| Try it |
This exercise calls for copying every line below that holds the word "bool".
==============================
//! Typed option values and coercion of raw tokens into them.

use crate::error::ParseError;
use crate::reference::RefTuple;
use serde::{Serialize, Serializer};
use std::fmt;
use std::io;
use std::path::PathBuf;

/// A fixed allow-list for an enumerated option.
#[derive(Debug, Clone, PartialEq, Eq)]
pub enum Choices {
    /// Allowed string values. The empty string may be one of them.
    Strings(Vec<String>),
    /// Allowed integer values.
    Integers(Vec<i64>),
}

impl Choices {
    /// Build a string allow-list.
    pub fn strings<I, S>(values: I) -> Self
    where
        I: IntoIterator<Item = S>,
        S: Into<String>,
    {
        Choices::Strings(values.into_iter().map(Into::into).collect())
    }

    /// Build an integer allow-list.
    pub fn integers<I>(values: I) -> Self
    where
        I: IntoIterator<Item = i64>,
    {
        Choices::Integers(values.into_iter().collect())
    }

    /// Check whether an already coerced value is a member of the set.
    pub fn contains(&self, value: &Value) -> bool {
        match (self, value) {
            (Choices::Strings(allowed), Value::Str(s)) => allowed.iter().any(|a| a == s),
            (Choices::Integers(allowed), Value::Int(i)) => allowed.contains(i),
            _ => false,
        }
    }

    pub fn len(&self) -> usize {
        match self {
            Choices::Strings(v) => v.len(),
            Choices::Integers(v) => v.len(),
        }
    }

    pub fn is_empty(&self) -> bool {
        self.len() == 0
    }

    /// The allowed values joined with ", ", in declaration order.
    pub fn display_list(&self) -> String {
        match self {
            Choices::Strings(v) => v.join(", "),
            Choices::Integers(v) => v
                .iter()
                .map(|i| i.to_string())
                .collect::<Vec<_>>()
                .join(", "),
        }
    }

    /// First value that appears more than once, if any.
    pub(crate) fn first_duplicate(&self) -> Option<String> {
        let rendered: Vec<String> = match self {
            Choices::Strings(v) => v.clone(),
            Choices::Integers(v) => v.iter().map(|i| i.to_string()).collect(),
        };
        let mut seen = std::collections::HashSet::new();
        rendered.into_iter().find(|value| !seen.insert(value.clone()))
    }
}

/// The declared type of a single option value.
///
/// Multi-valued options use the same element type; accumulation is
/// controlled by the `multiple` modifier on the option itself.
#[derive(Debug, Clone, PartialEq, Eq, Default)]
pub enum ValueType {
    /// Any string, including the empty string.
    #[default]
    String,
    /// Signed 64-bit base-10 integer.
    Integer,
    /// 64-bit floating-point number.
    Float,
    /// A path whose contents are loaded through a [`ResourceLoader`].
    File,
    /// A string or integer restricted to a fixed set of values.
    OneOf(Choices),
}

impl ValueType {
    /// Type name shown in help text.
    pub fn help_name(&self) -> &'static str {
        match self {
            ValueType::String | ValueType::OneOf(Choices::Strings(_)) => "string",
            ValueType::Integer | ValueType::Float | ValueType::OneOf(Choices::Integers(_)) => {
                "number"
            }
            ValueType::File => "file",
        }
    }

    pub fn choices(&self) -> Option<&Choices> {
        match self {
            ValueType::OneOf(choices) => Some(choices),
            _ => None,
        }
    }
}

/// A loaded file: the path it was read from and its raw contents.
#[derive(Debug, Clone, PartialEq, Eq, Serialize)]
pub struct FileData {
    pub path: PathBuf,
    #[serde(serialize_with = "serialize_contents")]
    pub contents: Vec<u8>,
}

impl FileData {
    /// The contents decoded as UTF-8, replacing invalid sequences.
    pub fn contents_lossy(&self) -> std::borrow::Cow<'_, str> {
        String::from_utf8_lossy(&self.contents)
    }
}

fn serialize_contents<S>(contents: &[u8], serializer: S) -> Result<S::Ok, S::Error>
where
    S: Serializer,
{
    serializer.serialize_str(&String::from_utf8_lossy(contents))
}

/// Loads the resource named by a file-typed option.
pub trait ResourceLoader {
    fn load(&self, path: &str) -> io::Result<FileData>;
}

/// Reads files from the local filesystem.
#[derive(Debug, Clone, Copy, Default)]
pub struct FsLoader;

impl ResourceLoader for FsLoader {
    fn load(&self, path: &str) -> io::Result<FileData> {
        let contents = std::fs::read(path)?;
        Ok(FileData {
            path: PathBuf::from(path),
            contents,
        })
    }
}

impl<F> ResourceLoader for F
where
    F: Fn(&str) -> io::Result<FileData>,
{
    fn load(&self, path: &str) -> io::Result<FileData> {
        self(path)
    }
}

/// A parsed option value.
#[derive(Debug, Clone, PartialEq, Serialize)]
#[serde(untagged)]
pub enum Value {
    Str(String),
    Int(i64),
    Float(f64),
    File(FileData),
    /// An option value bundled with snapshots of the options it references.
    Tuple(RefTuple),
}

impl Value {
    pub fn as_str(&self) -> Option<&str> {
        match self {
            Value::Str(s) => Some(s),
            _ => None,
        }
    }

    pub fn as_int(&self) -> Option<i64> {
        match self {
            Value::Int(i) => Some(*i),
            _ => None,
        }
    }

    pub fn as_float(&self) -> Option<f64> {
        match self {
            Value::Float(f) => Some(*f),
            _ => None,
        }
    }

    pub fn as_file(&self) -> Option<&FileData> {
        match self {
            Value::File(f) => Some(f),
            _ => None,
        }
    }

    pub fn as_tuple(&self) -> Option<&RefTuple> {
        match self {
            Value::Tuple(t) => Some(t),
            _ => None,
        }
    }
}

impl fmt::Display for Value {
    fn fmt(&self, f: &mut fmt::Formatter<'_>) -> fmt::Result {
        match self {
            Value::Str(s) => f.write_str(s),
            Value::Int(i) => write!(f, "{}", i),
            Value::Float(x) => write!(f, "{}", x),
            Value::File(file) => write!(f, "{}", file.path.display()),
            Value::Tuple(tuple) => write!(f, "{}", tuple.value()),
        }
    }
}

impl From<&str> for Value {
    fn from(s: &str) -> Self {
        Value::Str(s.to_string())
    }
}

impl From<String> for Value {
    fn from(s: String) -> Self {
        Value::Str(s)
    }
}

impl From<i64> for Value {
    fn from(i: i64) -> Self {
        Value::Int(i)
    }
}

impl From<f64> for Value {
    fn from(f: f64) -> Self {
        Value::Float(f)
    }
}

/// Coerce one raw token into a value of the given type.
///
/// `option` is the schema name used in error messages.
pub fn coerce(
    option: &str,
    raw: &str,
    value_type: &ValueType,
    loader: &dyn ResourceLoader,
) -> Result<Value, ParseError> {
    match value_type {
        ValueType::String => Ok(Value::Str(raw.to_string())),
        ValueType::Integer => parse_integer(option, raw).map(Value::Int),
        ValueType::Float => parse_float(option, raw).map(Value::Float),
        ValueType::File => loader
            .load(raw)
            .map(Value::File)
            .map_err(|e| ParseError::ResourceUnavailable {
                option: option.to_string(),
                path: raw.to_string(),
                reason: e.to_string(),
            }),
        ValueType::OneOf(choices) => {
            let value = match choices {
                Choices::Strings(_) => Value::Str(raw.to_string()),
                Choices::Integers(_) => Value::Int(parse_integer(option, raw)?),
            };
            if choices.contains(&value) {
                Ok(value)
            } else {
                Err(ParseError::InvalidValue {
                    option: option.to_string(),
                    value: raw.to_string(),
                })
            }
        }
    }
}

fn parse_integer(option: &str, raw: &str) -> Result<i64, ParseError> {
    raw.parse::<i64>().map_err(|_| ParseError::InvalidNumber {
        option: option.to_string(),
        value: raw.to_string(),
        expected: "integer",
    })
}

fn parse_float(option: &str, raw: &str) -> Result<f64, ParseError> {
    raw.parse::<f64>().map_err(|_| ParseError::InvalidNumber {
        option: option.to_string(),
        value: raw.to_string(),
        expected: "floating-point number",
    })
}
==============================
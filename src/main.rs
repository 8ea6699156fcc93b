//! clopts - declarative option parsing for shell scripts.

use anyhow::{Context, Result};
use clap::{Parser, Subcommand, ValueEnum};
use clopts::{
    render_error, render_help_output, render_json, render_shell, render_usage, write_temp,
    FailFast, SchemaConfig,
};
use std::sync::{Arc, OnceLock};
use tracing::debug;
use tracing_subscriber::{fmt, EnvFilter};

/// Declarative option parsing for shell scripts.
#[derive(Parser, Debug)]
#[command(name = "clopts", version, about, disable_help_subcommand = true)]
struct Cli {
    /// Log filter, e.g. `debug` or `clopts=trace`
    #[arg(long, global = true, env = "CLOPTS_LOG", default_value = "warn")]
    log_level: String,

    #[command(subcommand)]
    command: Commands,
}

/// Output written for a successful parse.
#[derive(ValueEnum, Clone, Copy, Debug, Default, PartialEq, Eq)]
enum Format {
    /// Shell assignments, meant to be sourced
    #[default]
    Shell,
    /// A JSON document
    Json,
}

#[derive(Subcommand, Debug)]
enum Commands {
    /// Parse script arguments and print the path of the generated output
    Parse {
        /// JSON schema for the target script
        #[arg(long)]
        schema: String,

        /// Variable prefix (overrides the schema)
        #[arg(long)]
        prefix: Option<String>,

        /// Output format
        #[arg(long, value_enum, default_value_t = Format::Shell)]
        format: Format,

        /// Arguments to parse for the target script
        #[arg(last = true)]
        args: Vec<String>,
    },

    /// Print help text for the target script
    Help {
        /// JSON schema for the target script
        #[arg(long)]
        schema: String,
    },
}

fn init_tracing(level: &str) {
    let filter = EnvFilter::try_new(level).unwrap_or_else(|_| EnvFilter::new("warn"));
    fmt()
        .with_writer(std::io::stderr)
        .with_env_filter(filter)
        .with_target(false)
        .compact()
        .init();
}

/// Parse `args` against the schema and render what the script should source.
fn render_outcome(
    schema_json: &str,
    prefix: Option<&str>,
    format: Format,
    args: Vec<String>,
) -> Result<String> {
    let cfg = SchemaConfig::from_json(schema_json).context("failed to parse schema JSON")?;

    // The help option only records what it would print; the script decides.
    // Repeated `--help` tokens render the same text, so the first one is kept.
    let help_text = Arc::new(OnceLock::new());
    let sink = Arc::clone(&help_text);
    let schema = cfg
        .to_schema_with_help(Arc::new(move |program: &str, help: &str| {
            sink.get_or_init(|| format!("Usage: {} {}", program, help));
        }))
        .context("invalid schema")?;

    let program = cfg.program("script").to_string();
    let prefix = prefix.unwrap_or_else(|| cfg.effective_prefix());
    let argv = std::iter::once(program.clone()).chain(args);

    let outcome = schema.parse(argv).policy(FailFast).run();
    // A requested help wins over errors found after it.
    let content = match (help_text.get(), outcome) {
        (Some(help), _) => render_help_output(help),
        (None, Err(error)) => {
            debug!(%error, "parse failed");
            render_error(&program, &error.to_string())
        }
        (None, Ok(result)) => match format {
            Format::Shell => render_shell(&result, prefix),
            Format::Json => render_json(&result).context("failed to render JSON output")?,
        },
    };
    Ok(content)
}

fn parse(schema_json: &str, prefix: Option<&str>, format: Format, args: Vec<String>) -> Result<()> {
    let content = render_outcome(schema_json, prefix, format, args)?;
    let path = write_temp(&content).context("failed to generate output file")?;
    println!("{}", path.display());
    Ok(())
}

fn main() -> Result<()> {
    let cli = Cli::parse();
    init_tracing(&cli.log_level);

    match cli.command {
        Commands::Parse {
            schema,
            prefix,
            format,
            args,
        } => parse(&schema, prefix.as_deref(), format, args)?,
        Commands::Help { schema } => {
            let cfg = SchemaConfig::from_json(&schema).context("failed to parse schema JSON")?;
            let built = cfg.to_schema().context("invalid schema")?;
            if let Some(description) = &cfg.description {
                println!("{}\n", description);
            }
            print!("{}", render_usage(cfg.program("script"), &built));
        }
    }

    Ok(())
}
==============================
| Answer to the exercise |
    pub fn contains(&self, value: &Value) -> bool {
    pub fn is_empty(&self) -> bool {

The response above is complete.